Dataset entries:
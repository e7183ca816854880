use serde::Serialize;
use std::fmt;
use thiserror::Error;

use crate::solver::StageDiagnostics;

/// The two solves of a scheduling run.
#[derive(Debug, Clone, Copy, PartialEq, Eq, Hash, Serialize)]
pub enum Stage {
    /// Full model: every hard rule, 2-day weekends.
    #[serde(rename = "stage1")]
    One,
    /// Refinement: Stage 1 locked in, 3-day weekends opened.
    #[serde(rename = "stage2")]
    Two,
}

impl fmt::Display for Stage {
    fn fmt(&self, f: &mut fmt::Formatter<'_>) -> fmt::Result {
        match self {
            Stage::One => f.write_str("stage 1"),
            Stage::Two => f.write_str("stage 2"),
        }
    }
}

#[derive(Debug, Error)]
pub enum SchedulingError {
    #[error("Invalid configuration: {0}")]
    Configuration(String),
    #[error("No schedule exists for {stage}: the model is infeasible")]
    Infeasible {
        stage: Stage,
        diagnostics: Box<StageDiagnostics>,
    },
    #[error("The time budget ran out in {stage} before a feasible schedule was found")]
    SolveTimeout {
        stage: Stage,
        diagnostics: Box<StageDiagnostics>,
    },
    #[error("Solver failure in {stage}: {message}")]
    Solver {
        stage: Stage,
        message: String,
        diagnostics: Box<StageDiagnostics>,
    },
}

impl SchedulingError {
    /// The failed stage, when the error came from a solve.
    pub fn stage(&self) -> Option<Stage> {
        match self {
            SchedulingError::Configuration(_) => None,
            SchedulingError::Infeasible { stage, .. }
            | SchedulingError::SolveTimeout { stage, .. }
            | SchedulingError::Solver { stage, .. } => Some(*stage),
        }
    }

    pub fn diagnostics(&self) -> Option<&StageDiagnostics> {
        match self {
            SchedulingError::Configuration(_) => None,
            SchedulingError::Infeasible { diagnostics, .. }
            | SchedulingError::SolveTimeout { diagnostics, .. }
            | SchedulingError::Solver { diagnostics, .. } => Some(diagnostics),
        }
    }
}
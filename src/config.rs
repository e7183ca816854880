//! Runtime configuration for the solver and the HTTP front end.

use log::warn;
use serde::{Deserialize, Serialize};
use std::env;
use std::str::FromStr;

use crate::error::SchedulingError;

pub const ENV_TIME_LIMIT: &str = "SHIFT_SOLVER_TIME_LIMIT_SECS";
pub const ENV_THREADS: &str = "SHIFT_SOLVER_THREADS";
pub const ENV_RANDOM_SEED: &str = "SHIFT_SOLVER_RANDOM_SEED";
pub const ENV_LOG_TO_CONSOLE: &str = "SHIFT_SOLVER_LOG_TO_CONSOLE";
pub const ENV_MIP_GAP: &str = "SHIFT_SOLVER_MIP_GAP";
pub const ENV_BIND: &str = "SHIFT_SOLVER_BIND";

/// Parameters handed to HiGHS for every stage.
#[derive(Debug, Clone, PartialEq, Deserialize, Serialize)]
#[serde(rename_all = "camelCase", default)]
pub struct SolverConfig {
    /// Wall-clock budget per stage.
    pub time_limit_secs: f64,
    /// 1 keeps the search reproducible.
    pub threads: u32,
    pub random_seed: i32,
    /// Forward HiGHS progress output to the console.
    pub log_to_console: bool,
    pub mip_rel_gap: Option<f64>,
}

impl Default for SolverConfig {
    fn default() -> Self {
        Self {
            time_limit_secs: 240.0,
            threads: 1,
            random_seed: 1234,
            log_to_console: true,
            mip_rel_gap: None,
        }
    }
}

impl SolverConfig {
    /// Defaults overridden by any `SHIFT_SOLVER_*` variable that is set.
    pub fn from_env() -> Result<Self, SchedulingError> {
        let mut config = Self::default();
        if let Some(v) = read_env(ENV_TIME_LIMIT)? {
            config.time_limit_secs = v;
        }
        if let Some(v) = read_env(ENV_THREADS)? {
            config.threads = v;
        }
        if let Some(v) = read_env(ENV_RANDOM_SEED)? {
            config.random_seed = v;
        }
        if let Some(v) = read_env(ENV_LOG_TO_CONSOLE)? {
            config.log_to_console = v;
        }
        if let Some(v) = read_env(ENV_MIP_GAP)? {
            config.mip_rel_gap = Some(v);
        }
        config.validate()?;
        Ok(config)
    }

    /// A request's own solver block, kept within this configuration's
    /// time limit and thread count.
    pub fn bounded_by(&self, limits: &SolverConfig) -> SolverConfig {
        let mut config = self.clone();
        if config.time_limit_secs > limits.time_limit_secs {
            warn!(
                "Requested time limit {}s exceeds the configured {}s, clamping",
                config.time_limit_secs, limits.time_limit_secs
            );
            config.time_limit_secs = limits.time_limit_secs;
        }
        if config.threads > limits.threads {
            warn!(
                "Requested {} solver threads exceeds the configured {}, clamping",
                config.threads, limits.threads
            );
            config.threads = limits.threads;
        }
        config
    }

    pub fn validate(&self) -> Result<(), SchedulingError> {
        if !(self.time_limit_secs.is_finite() && self.time_limit_secs > 0.0) {
            return Err(SchedulingError::Configuration(format!(
                "time limit must be positive, got {}",
                self.time_limit_secs
            )));
        }
        if self.threads == 0 {
            return Err(SchedulingError::Configuration(
                "solver needs at least one thread".to_string(),
            ));
        }
        if let Some(gap) = self.mip_rel_gap {
            if !(0.0..1.0).contains(&gap) {
                return Err(SchedulingError::Configuration(format!(
                    "mip gap must be in [0, 1), got {gap}"
                )));
            }
        }
        Ok(())
    }
}

/// Where the HTTP front end listens.
#[derive(Debug, Clone, PartialEq, Eq, Deserialize, Serialize)]
#[serde(rename_all = "camelCase", default)]
pub struct ServerConfig {
    pub bind: String,
}

impl Default for ServerConfig {
    fn default() -> Self {
        Self {
            bind: "127.0.0.1:8080".to_string(),
        }
    }
}

impl ServerConfig {
    pub fn from_env() -> Self {
        match env::var(ENV_BIND) {
            Ok(bind) if !bind.trim().is_empty() => Self { bind },
            _ => Self::default(),
        }
    }
}

fn read_env<T: FromStr>(key: &str) -> Result<Option<T>, SchedulingError> {
    match env::var(key) {
        Ok(raw) => parse_value(key, &raw).map(Some),
        Err(_) => Ok(None),
    }
}

fn parse_value<T: FromStr>(key: &str, raw: &str) -> Result<T, SchedulingError> {
    raw.trim().parse().map_err(|_| {
        SchedulingError::Configuration(format!("invalid value {raw:?} for {key}"))
    })
}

--- TO DO ---
When a line of the records includes "budget", that line belongs in the answer.

--- PROBLEM SOLUTION ---
    #[error("The time budget ran out in {stage} before a feasible schedule was found")]
    /// Wall-clock budget per stage.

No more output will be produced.